- About this task:
Your response should consist solely of the lines from the one containing "use serde_json::json;" through the final line of the entries, repeated exactly.

- Extracted data entries:
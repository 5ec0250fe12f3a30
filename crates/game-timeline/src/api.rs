use crate::adapters::{StatsApiAdapter, TracingEventsPort};
use crate::errors::{TlError, TlResult};
use crate::export::jsonl::{build_lines, serialize_lines, write_lines};
use crate::locator::locate_latest_game;
use crate::model::{
    ExportResult, GameContext, GameReference, HighlightReport, RunDigest, Subject, Timeline,
};
use crate::policy::{TimelinePolicyHandle, TimelinePolicyView};
use crate::ports::{EventsPort, StatsPort};
use crate::reader::{build_plan, fetch_snapshots};
use crate::stitch::{
    build_context, extract_timeline, filter_significant, is_significant, select_notable_play,
};
use async_trait::async_trait;
use stats_api::StatsClient;
use std::collections::HashSet;
use std::path::Path;
use std::sync::Arc;
use std::time::Instant;

#[async_trait]
pub trait GameTimeline: Send + Sync {
    /// Most recent game for `subject` in `season` (policy default when `None`).
    async fn locate(&self, subject: Subject, season: Option<&str>) -> TlResult<GameReference>;
    /// Full event timeline of one game, in timecode order.
    async fn reconstruct(&self, game_pk: u64) -> TlResult<Timeline>;
    /// Notable events for a player, from `game` or the player's latest game.
    async fn highlights(
        &self,
        player_id: u64,
        game: Option<GameReference>,
    ) -> TlResult<HighlightReport>;
    async fn game_context(
        &self,
        game: GameReference,
        team_id: Option<u64>,
    ) -> TlResult<GameContext>;
    /// Reconstructs a game and renders it as JSONL, to `path` when given.
    async fn export(
        &self,
        game_pk: u64,
        player_id: Option<u64>,
        path: Option<&Path>,
    ) -> TlResult<ExportResult>;
    fn policy_view(&self) -> TimelinePolicyView;
}

pub struct TimelineService {
    stats: Arc<dyn StatsPort>,
    policy: TimelinePolicyHandle,
    events: Arc<dyn EventsPort>,
}

impl TimelineService {
    pub fn new(
        stats: Arc<dyn StatsPort>,
        policy: TimelinePolicyHandle,
        events: Arc<dyn EventsPort>,
    ) -> Self {
        Self {
            stats,
            policy,
            events,
        }
    }

    pub fn with_client(client: StatsClient, policy: TimelinePolicyHandle) -> Self {
        Self::new(
            Arc::new(StatsApiAdapter::new(client)),
            policy,
            Arc::new(TracingEventsPort),
        )
    }

    fn started(
        &self,
        operation: &'static str,
        subject: Option<Subject>,
        game_pk: Option<u64>,
    ) -> Instant {
        self.events.run_started(&RunDigest {
            operation,
            subject,
            game_pk,
        });
        Instant::now()
    }

    fn finish<T>(&self, started_at: Instant, result: TlResult<T>) -> TlResult<T> {
        let latency_ms = started_at.elapsed().as_millis();
        match &result {
            Ok(_) => self.events.run_finished(true, latency_ms, None),
            Err(err) => self.events.run_finished(false, latency_ms, Some(err)),
        }
        result
    }

    async fn locate_game(
        &self,
        subject: Subject,
        season: Option<&str>,
        policy: &TimelinePolicyView,
    ) -> TlResult<GameReference> {
        let season = policy.resolve_season(season);
        locate_latest_game(self.stats.as_ref(), subject, &season)
            .await?
            .ok_or_else(|| TlError::NoGameFound(format!("{subject} in season {season}")))
    }

    async fn build_timeline(&self, game_pk: u64, policy: &TimelinePolicyView) -> TlResult<Timeline> {
        let plan = build_plan(game_pk, policy)?;
        let snapshots = fetch_snapshots(Arc::clone(&self.stats), &plan).await?;
        self.events.snapshots_fetched(game_pk, snapshots.len());
        Ok(extract_timeline(game_pk, &snapshots))
    }

    async fn build_highlights(
        &self,
        player_id: u64,
        game: Option<GameReference>,
        policy: &TimelinePolicyView,
    ) -> TlResult<HighlightReport> {
        let game = match game {
            Some(game) => game,
            None => {
                self.locate_game(Subject::Player(player_id), None, policy)
                    .await?
            }
        };
        let timeline = self.build_timeline(game.game_pk, policy).await?;
        let notable_events = filter_significant(&timeline, player_id);
        let selection = select_notable_play(&notable_events);
        Ok(HighlightReport {
            game,
            player_id,
            total_records: timeline.len(),
            notable_events,
            selection,
        })
    }

    async fn build_game_context(
        &self,
        game: GameReference,
        team_id: Option<u64>,
    ) -> TlResult<GameContext> {
        let content = self.stats.game_content(game.game_pk).await?;
        let team = match team_id {
            Some(team_id) => Some(self.stats.team(team_id).await?),
            None => None,
        };
        Ok(build_context(game, team, &content))
    }

    async fn build_export(
        &self,
        game_pk: u64,
        player_id: Option<u64>,
        path: Option<&Path>,
        policy: &TimelinePolicyView,
    ) -> TlResult<ExportResult> {
        let timeline = self.build_timeline(game_pk, policy).await?;
        let notable: HashSet<usize> = match player_id {
            Some(player_id) => timeline
                .iter()
                .enumerate()
                .filter(|(_, record)| is_significant(record, player_id))
                .map(|(index, _)| index)
                .collect(),
            None => HashSet::new(),
        };

        let serialized = serialize_lines(&build_lines(&timeline, &notable), policy.max_line_bytes)?;
        let mut result = ExportResult {
            path: None,
            lines: None,
            total_records: timeline.len(),
            notable_records: notable.len(),
        };
        match path {
            Some(path) => result.path = Some(write_lines(path, &serialized)?),
            None => result.lines = Some(serialized),
        }
        Ok(result)
    }
}

#[async_trait]
impl GameTimeline for TimelineService {
    async fn locate(&self, subject: Subject, season: Option<&str>) -> TlResult<GameReference> {
        let started_at = self.started("locate", Some(subject), None);
        let policy = self.policy.snapshot();
        let result = self.locate_game(subject, season, &policy).await;
        self.finish(started_at, result)
    }

    async fn reconstruct(&self, game_pk: u64) -> TlResult<Timeline> {
        let started_at = self.started("reconstruct", None, Some(game_pk));
        let policy = self.policy.snapshot();
        let result = self.build_timeline(game_pk, &policy).await;
        self.finish(started_at, result)
    }

    async fn highlights(
        &self,
        player_id: u64,
        game: Option<GameReference>,
    ) -> TlResult<HighlightReport> {
        let started_at = self.started(
            "highlights",
            Some(Subject::Player(player_id)),
            game.as_ref().map(|g| g.game_pk),
        );
        let policy = self.policy.snapshot();
        let result = self.build_highlights(player_id, game, &policy).await;
        self.finish(started_at, result)
    }

    async fn game_context(
        &self,
        game: GameReference,
        team_id: Option<u64>,
    ) -> TlResult<GameContext> {
        let started_at = self.started(
            "game_context",
            team_id.map(Subject::Team),
            Some(game.game_pk),
        );
        let result = self.build_game_context(game, team_id).await;
        self.finish(started_at, result)
    }

    async fn export(
        &self,
        game_pk: u64,
        player_id: Option<u64>,
        path: Option<&Path>,
    ) -> TlResult<ExportResult> {
        let started_at = self.started("export", player_id.map(Subject::Player), Some(game_pk));
        let policy = self.policy.snapshot();
        let result = self.build_export(game_pk, player_id, path, &policy).await;
        self.finish(started_at, result)
    }

    fn policy_view(&self) -> TimelinePolicyView {
        self.policy.snapshot()
    }
}
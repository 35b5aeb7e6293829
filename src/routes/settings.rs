use axum::Json;

use crate::schemas::settings::Settings;

// Settings are not persisted yet: reads return the defaults and writes are echoed.

pub async fn get_settings() -> Json<Settings> {
    Json(Settings::default())
}

pub async fn update_settings(Json(settings): Json<Settings>) -> Json<Settings> {
    Json(settings)
}
//! Resume-versus-job-description analysis backed by a generative model.
//!
//! The pipeline never fails outward: text extraction degrades to a placeholder
//! and any model failure becomes the fallback payload, so the caller always
//! gets a renderable [`AnalysisResponse`].

pub mod extract;
pub mod gemini;
pub mod prompt;
pub mod shape;

use async_trait::async_trait;
use serde_json::Value;
use thiserror::Error;

use crate::schemas::analysis::AnalysisResponse;
use crate::upload::UploadedFile;

#[derive(Debug, Error)]
pub enum AiError {
    #[error("GEMINI_API_KEY not found or still placeholder in environment.")]
    MissingKey,

    #[error("HTTP error: {0}")]
    Http(#[from] reqwest::Error),

    #[error("API error (status {status}): {message}")]
    Api { status: u16, message: String },

    #[error("Model returned empty content")]
    EmptyContent,

    #[error("JSON parse error: {0}")]
    Parse(#[from] serde_json::Error),

    #[error("Model reply is not a JSON object")]
    NotAnObject,
}

/// A model that answers a prompt with a JSON object.
#[async_trait]
pub trait GenerativeModel: Send + Sync {
    async fn generate_json(&self, prompt: &str) -> Result<Value, AiError>;
}

pub struct Analysis {
    pub response: AnalysisResponse,
    /// The model's raw reply; `None` when the fallback payload was used.
    pub reply: Option<Value>,
}

pub async fn analyze(
    model: &dyn GenerativeModel,
    file: &UploadedFile,
    job_description: &str,
) -> Analysis {
    let filename = file.filename.clone();
    let bytes = file.bytes.clone();
    let resume_text = tokio::task::spawn_blocking(move || extract::resume_text(&filename, &bytes))
        .await
        .unwrap_or_else(|e| {
            tracing::warn!("Resume text extraction aborted: {e}");
            extract::unreadable(&file.filename)
        });

    let prompt = prompt::build(job_description, &resume_text);

    match model.generate_json(&prompt).await {
        Ok(reply) => Analysis {
            response: shape::shape(&reply),
            reply: Some(reply),
        },
        Err(e) => {
            tracing::warn!("AI analysis error: {e}");
            Analysis {
                response: shape::fallback(&e.to_string()),
                reply: None,
            }
        }
    }
}
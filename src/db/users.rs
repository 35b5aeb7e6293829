use sqlx::AnyPool;

use crate::models::{Timestamp, User};

pub struct NewUser<'a> {
    pub email: &'a str,
    pub password_hash: &'a str,
    pub full_name: Option<&'a str>,
    pub career_role: Option<&'a str>,
    pub experience_level: Option<&'a str>,
    pub location_preference: Option<&'a str>,
}

pub async fn create(pool: &AnyPool, user: &NewUser<'_>) -> Result<User, sqlx::Error> {
    sqlx::query_as::<_, User>(
        "INSERT INTO users
            (email, password_hash, full_name, career_role, experience_level, location_preference, created_at)
         VALUES ($1, $2, $3, $4, $5, $6, $7) RETURNING *",
    )
    .bind(user.email)
    .bind(user.password_hash)
    .bind(user.full_name)
    .bind(user.career_role)
    .bind(user.experience_level)
    .bind(user.location_preference)
    .bind(Timestamp::now().to_string())
    .fetch_one(pool)
    .await
}

pub async fn find_by_email(pool: &AnyPool, email: &str) -> Result<Option<User>, sqlx::Error> {
    sqlx::query_as::<_, User>("SELECT * FROM users WHERE email = $1")
        .bind(email)
        .fetch_optional(pool)
        .await
}

pub async fn find_by_id(pool: &AnyPool, id: i64) -> Result<Option<User>, sqlx::Error> {
    sqlx::query_as::<_, User>("SELECT * FROM users WHERE id = $1")
        .bind(id)
        .fetch_optional(pool)
        .await
}

/// Overwrites the profile preferences. `full_name` is kept when `None`.
pub async fn update_profile(
    pool: &AnyPool,
    id: i64,
    full_name: Option<&str>,
    career_role: Option<&str>,
    experience_level: Option<&str>,
    location_preference: Option<&str>,
) -> Result<User, sqlx::Error> {
    sqlx::query_as::<_, User>(
        "UPDATE users
         SET full_name = COALESCE($2, full_name),
             career_role = $3,
             experience_level = $4,
             location_preference = $5
         WHERE id = $1 RETURNING *",
    )
    .bind(id)
    .bind(full_name)
    .bind(career_role)
    .bind(experience_level)
    .bind(location_preference)
    .fetch_one(pool)
    .await
}
use serde_json::Value;
use sqlx::AnyPool;

use crate::models::{Resume, Timestamp};

/// How many resumes the listing returns.
pub const RECENT_LIMIT: i64 = 5;

pub struct NewResume<'a> {
    pub file_path: Option<&'a str>,
    pub parsed_data: Value,
    pub candidate_name: Option<&'a str>,
    pub recommended_fields: Option<Vec<String>>,
    pub score: f64,
}

pub async fn create(
    pool: &AnyPool,
    user_id: i64,
    resume: NewResume<'_>,
) -> Result<Resume, sqlx::Error> {
    let recommended_fields = resume
        .recommended_fields
        .map(|fields| Value::from(fields).to_string());

    sqlx::query_as::<_, Resume>(
        "INSERT INTO resumes
            (user_id, file_path, parsed_data, candidate_name, recommended_fields, score, created_at)
         VALUES ($1, $2, $3, $4, $5, $6, $7) RETURNING *",
    )
    .bind(user_id)
    .bind(resume.file_path)
    .bind(resume.parsed_data.to_string())
    .bind(resume.candidate_name)
    .bind(recommended_fields)
    .bind(resume.score)
    .bind(Timestamp::now().to_string())
    .fetch_one(pool)
    .await
}

pub async fn list_recent(pool: &AnyPool, user_id: i64) -> Result<Vec<Resume>, sqlx::Error> {
    sqlx::query_as::<_, Resume>(
        "SELECT * FROM resumes WHERE user_id = $1 ORDER BY created_at DESC, id DESC LIMIT $2",
    )
    .bind(user_id)
    .bind(RECENT_LIMIT)
    .fetch_all(pool)
    .await
}

pub async fn find_by_id(
    pool: &AnyPool,
    id: i64,
    user_id: i64,
) -> Result<Option<Resume>, sqlx::Error> {
    sqlx::query_as::<_, Resume>("SELECT * FROM resumes WHERE id = $1 AND user_id = $2")
        .bind(id)
        .bind(user_id)
        .fetch_optional(pool)
        .await
}
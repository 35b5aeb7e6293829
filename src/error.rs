use axum::http::StatusCode;
use axum::response::{IntoResponse, Response};
use axum::Json;
use serde_json::json;
use thiserror::Error;

/// Errors a handler can answer with. Client-facing variants carry the exact
/// message placed in the `{"error": ...}` body; server-side ones are logged
/// and reported as a generic 500.
#[derive(Debug, Error)]
pub enum AppError {
    #[error("{0}")]
    NotFound(String),

    #[error("{0}")]
    Unauthorized(String),

    #[error("{0}")]
    BadRequest(String),

    #[error("{0}")]
    Internal(String),

    #[error("Database error: {0}")]
    Database(#[from] sqlx::Error),

    #[error("Upload storage error: {0}")]
    Storage(#[from] std::io::Error),
}

impl AppError {
    pub fn status(&self) -> StatusCode {
        match self {
            AppError::NotFound(_) => StatusCode::NOT_FOUND,
            AppError::Unauthorized(_) => StatusCode::UNAUTHORIZED,
            AppError::BadRequest(_) => StatusCode::BAD_REQUEST,
            AppError::Internal(_) | AppError::Database(_) | AppError::Storage(_) => {
                StatusCode::INTERNAL_SERVER_ERROR
            }
        }
    }
}

impl IntoResponse for AppError {
    fn into_response(self) -> Response {
        let status = self.status();

        let message = if status.is_server_error() {
            tracing::error!("{self}");
            "Internal server error".to_string()
        } else {
            self.to_string()
        };

        (status, Json(json!({ "error": message }))).into_response()
    }
}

- Solution:
use serde_json::json;
use thiserror::Error;

/// Errors a handler can answer with. Client-facing variants carry the exact
/// message placed in the `{"error": ...}` body; server-side ones are logged
/// and reported as a generic 500.
#[derive(Debug, Error)]
pub enum AppError {
    #[error("{0}")]
    NotFound(String),

    #[error("{0}")]
    Unauthorized(String),

    #[error("{0}")]
    BadRequest(String),

    #[error("{0}")]
    Internal(String),

    #[error("Database error: {0}")]
    Database(#[from] sqlx::Error),

    #[error("Upload storage error: {0}")]
    Storage(#[from] std::io::Error),
}

impl AppError {
    pub fn status(&self) -> StatusCode {
        match self {
            AppError::NotFound(_) => StatusCode::NOT_FOUND,
            AppError::Unauthorized(_) => StatusCode::UNAUTHORIZED,
            AppError::BadRequest(_) => StatusCode::BAD_REQUEST,
            AppError::Internal(_) | AppError::Database(_) | AppError::Storage(_) => {
                StatusCode::INTERNAL_SERVER_ERROR
            }
        }
    }
}

impl IntoResponse for AppError {
    fn into_response(self) -> Response {
        let status = self.status();

        let message = if status.is_server_error() {
            tracing::error!("{self}");
            "Internal server error".to_string()
        } else {
            self.to_string()
        };

        (status, Json(json!({ "error": message }))).into_response()
    }
}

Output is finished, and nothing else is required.